In the following listing, find the lines containing "config" and report them.

╭─ Records for the exercise

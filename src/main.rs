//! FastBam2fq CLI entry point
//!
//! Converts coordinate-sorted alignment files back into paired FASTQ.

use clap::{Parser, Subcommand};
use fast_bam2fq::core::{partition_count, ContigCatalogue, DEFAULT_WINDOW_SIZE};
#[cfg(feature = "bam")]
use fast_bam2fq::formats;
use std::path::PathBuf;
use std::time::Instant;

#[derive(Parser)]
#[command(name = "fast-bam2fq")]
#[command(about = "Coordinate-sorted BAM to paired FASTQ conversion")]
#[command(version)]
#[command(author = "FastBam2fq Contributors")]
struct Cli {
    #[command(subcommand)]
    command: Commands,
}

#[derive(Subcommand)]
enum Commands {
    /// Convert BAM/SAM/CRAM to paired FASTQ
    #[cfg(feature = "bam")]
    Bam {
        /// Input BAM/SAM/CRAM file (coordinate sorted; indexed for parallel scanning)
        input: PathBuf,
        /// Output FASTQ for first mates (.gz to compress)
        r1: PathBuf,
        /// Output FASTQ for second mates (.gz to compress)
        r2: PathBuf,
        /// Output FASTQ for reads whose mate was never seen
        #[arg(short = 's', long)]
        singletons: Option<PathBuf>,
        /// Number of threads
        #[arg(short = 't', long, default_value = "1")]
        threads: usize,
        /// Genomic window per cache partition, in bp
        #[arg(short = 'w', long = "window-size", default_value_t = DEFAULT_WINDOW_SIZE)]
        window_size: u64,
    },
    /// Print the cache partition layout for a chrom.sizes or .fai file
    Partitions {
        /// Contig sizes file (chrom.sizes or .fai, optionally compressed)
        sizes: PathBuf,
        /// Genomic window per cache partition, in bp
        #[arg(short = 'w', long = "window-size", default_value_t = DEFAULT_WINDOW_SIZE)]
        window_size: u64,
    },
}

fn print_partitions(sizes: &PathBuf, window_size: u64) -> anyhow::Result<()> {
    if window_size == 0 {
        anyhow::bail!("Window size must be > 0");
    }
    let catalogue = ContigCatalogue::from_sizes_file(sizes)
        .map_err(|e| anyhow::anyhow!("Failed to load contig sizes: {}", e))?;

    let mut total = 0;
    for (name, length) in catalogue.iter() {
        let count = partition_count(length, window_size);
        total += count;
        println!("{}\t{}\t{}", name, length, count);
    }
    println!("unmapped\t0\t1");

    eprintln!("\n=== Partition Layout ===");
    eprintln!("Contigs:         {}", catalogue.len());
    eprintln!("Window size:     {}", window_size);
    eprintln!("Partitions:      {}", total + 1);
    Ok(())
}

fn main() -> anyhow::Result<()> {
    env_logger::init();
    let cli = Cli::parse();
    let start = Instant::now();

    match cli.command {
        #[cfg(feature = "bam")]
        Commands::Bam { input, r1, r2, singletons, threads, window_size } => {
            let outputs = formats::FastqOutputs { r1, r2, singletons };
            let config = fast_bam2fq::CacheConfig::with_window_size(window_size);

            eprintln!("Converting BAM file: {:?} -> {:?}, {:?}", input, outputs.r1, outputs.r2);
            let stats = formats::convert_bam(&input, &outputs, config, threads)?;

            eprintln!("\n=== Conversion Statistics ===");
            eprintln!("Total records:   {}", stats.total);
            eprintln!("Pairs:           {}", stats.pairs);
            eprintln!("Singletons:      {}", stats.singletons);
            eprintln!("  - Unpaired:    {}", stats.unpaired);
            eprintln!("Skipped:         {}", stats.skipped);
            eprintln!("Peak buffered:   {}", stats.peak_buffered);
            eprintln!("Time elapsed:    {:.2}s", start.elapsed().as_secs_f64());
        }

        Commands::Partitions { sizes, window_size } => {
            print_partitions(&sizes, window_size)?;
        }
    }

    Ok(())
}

╰─
╭─ Records for the exercise

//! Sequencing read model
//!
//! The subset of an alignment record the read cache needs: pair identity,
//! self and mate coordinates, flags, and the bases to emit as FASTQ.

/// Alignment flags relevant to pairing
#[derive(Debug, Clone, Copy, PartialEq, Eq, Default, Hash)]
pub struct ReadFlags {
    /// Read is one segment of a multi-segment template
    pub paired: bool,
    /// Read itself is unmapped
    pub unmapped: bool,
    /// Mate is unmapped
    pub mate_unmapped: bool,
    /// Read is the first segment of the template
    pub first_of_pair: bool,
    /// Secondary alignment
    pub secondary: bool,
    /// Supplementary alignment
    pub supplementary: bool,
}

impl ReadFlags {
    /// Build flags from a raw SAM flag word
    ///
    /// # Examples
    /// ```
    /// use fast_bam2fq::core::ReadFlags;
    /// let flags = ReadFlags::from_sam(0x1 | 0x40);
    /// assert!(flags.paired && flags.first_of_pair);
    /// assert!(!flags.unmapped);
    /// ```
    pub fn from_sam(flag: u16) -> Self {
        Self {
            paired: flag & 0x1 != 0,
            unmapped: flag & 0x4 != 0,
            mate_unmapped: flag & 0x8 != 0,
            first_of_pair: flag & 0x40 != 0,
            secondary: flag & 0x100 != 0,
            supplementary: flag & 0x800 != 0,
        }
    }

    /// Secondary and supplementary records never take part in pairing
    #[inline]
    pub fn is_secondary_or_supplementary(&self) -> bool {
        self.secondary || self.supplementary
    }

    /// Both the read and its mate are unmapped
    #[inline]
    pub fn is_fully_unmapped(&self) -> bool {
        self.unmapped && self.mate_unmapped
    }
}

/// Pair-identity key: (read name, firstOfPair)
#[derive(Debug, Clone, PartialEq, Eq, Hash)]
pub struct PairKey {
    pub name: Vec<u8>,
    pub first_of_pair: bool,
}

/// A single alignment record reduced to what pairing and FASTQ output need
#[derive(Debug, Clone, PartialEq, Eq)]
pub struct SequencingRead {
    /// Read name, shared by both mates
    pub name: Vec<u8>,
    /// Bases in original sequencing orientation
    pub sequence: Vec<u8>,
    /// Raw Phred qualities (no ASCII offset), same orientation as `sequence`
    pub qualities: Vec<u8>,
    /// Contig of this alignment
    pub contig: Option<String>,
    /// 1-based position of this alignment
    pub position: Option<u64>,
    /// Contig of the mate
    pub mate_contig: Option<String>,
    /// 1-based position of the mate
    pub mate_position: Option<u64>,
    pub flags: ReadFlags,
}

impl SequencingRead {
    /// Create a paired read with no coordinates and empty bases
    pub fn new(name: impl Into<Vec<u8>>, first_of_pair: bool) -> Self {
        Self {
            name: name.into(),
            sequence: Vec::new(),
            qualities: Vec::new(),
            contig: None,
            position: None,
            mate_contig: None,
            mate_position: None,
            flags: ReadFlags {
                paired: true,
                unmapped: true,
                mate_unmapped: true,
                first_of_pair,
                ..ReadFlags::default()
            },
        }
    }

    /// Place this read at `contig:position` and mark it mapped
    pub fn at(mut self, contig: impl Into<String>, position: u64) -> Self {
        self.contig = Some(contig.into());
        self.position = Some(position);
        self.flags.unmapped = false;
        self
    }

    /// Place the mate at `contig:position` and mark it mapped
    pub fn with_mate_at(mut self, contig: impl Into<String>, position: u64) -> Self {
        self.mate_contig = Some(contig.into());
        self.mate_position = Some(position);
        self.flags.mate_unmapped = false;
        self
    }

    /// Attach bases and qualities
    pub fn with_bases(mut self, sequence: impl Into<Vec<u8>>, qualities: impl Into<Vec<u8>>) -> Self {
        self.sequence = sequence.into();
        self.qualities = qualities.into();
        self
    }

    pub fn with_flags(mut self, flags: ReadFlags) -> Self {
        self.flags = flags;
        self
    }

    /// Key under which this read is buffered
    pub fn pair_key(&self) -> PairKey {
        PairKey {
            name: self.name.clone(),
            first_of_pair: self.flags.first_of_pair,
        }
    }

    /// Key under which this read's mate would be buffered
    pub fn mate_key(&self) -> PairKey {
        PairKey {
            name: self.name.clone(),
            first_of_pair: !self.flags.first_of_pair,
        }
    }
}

╰─

Reply to the task
            let config = fast_bam2fq::CacheConfig::with_window_size(window_size);
            let stats = formats::convert_bam(&input, &outputs, config, threads)?;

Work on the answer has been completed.